WHAT THIS TASK INVOLVES :: Pull every line containing "return" out of the listing below.

__________

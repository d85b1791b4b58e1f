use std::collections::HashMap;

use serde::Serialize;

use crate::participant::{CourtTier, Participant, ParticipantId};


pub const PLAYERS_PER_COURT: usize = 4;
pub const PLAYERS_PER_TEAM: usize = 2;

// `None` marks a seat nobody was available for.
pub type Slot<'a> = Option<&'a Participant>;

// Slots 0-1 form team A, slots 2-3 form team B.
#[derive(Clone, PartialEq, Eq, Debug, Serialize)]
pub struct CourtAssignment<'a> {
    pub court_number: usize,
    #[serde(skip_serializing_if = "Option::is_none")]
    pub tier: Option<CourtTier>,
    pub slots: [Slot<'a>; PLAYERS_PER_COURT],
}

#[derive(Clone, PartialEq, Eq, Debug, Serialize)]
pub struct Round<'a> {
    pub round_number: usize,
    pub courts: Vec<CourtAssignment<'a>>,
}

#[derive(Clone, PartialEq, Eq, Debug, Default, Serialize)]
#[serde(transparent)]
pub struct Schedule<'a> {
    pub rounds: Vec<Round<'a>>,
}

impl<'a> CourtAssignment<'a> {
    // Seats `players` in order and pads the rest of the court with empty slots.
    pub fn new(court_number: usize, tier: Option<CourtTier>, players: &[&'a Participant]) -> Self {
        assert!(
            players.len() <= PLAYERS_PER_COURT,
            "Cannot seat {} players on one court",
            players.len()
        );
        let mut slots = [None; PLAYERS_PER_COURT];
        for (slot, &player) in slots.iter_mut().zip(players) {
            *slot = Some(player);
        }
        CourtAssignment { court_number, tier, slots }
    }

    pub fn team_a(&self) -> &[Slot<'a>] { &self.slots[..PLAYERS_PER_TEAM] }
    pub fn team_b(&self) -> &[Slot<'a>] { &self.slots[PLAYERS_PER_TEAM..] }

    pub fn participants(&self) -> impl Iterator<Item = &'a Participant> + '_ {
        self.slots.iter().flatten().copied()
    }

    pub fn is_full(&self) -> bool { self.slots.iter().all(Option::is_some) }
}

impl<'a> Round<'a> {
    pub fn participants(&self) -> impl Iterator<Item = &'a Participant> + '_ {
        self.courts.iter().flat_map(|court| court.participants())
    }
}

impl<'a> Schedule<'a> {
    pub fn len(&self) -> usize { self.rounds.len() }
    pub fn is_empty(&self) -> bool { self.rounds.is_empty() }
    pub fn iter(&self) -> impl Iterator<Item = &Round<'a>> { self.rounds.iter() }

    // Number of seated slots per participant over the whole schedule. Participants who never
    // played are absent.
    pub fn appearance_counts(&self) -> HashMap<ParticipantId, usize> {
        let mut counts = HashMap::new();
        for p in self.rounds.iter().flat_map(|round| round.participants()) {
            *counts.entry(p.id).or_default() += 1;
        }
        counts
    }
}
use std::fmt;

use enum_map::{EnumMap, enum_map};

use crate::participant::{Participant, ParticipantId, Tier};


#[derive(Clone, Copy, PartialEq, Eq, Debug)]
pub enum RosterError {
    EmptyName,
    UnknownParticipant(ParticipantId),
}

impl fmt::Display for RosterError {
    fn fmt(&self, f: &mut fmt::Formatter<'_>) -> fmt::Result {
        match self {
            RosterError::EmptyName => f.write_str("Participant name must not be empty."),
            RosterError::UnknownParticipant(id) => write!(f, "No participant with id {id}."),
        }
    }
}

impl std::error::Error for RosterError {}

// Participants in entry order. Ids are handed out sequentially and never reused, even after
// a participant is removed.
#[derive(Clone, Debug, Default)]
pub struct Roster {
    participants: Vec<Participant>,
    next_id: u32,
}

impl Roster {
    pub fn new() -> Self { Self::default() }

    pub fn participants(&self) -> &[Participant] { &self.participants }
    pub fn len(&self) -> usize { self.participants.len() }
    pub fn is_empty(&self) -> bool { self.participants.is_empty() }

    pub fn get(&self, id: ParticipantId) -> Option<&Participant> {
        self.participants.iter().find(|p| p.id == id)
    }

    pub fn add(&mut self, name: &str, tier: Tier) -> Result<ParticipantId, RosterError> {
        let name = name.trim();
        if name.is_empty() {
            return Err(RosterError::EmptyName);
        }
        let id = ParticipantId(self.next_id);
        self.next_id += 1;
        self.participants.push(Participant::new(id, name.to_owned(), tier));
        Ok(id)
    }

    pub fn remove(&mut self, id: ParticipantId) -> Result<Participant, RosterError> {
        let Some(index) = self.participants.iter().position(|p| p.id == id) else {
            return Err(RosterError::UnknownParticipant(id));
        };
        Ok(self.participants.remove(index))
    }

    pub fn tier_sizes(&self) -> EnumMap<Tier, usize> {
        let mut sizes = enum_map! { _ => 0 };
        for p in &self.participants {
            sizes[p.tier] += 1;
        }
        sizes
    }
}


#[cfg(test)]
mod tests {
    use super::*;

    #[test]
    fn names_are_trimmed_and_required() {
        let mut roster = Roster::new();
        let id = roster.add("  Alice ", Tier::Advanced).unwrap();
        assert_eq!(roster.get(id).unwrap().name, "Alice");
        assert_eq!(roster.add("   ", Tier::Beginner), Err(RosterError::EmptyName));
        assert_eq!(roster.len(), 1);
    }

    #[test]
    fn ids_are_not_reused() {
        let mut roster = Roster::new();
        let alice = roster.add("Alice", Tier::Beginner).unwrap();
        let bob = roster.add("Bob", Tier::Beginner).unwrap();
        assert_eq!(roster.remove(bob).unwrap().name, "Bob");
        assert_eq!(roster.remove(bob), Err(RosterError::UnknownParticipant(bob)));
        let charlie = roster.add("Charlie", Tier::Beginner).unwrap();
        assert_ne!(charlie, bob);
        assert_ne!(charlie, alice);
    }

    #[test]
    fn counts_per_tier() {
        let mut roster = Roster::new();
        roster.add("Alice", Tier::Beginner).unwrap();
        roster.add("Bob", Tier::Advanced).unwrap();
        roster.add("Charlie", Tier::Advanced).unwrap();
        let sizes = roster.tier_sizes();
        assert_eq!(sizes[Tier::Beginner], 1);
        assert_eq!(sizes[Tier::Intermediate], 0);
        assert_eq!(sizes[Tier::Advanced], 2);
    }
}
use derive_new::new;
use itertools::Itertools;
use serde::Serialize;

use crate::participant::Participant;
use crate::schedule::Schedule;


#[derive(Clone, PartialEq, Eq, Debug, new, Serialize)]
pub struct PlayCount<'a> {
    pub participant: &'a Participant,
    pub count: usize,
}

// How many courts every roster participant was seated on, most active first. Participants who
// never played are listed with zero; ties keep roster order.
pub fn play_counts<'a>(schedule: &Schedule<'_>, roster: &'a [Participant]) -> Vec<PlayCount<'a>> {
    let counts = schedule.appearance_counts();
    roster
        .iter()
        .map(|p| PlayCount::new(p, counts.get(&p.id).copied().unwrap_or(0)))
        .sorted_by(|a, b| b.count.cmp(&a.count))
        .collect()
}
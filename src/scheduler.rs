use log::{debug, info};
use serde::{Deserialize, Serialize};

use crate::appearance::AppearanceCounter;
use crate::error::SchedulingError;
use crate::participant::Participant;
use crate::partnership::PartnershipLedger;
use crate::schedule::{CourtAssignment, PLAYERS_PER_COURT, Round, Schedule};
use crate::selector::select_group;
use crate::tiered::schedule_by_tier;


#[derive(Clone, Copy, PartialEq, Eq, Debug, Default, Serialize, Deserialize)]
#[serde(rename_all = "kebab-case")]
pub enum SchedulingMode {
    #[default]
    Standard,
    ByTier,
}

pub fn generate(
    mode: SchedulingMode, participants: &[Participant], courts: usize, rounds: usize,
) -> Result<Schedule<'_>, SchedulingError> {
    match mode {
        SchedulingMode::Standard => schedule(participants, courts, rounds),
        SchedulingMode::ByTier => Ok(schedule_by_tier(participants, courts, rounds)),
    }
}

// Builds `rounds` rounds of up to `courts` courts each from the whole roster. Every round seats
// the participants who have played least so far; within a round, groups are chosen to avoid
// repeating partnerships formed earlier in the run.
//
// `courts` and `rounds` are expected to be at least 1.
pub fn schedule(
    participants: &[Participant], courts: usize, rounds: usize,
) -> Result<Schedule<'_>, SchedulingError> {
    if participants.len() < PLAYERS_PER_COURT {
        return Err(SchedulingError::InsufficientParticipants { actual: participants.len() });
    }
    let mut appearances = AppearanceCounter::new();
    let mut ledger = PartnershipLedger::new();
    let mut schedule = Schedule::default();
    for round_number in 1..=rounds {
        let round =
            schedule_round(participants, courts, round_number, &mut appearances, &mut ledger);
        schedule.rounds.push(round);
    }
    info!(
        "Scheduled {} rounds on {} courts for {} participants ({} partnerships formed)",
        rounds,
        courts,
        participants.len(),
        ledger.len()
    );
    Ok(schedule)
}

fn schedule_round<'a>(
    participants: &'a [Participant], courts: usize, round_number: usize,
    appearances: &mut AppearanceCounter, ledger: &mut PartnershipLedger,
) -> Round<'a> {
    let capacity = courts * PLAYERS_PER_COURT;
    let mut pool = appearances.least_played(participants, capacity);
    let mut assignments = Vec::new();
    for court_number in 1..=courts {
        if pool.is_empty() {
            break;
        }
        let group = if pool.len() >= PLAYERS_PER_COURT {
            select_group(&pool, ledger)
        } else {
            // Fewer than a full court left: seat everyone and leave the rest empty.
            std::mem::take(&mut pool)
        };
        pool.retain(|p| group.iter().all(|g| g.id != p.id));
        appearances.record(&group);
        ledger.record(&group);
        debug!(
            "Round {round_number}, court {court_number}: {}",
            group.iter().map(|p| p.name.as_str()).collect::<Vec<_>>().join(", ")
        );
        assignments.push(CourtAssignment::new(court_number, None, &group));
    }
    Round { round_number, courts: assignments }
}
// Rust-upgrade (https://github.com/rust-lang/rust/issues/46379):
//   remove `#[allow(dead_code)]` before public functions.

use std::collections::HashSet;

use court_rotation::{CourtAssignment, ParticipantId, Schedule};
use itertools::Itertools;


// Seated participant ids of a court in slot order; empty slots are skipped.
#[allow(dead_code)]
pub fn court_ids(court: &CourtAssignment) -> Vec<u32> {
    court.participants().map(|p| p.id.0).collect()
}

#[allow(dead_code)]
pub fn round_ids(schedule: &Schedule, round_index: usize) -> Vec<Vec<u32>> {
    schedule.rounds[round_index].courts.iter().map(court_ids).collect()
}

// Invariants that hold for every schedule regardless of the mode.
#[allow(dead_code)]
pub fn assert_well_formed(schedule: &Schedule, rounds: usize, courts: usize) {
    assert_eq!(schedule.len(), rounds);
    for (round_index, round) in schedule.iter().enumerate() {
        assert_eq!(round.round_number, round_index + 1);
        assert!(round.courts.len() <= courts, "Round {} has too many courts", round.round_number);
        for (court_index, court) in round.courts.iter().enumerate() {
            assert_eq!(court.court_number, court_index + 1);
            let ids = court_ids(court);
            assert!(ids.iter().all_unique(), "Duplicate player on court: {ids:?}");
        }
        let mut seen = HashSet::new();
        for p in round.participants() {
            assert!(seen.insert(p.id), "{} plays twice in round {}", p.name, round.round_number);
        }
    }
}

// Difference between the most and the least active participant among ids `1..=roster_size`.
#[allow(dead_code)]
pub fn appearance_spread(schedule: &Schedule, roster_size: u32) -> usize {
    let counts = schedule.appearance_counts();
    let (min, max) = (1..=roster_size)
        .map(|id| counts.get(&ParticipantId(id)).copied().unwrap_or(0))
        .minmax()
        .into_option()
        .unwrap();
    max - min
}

__________

RESULT FOR THIS TASK ::
            return Err(RosterError::EmptyName);
            return Err(RosterError::UnknownParticipant(id));
        return Err(SchedulingError::InsufficientParticipants { actual: participants.len() });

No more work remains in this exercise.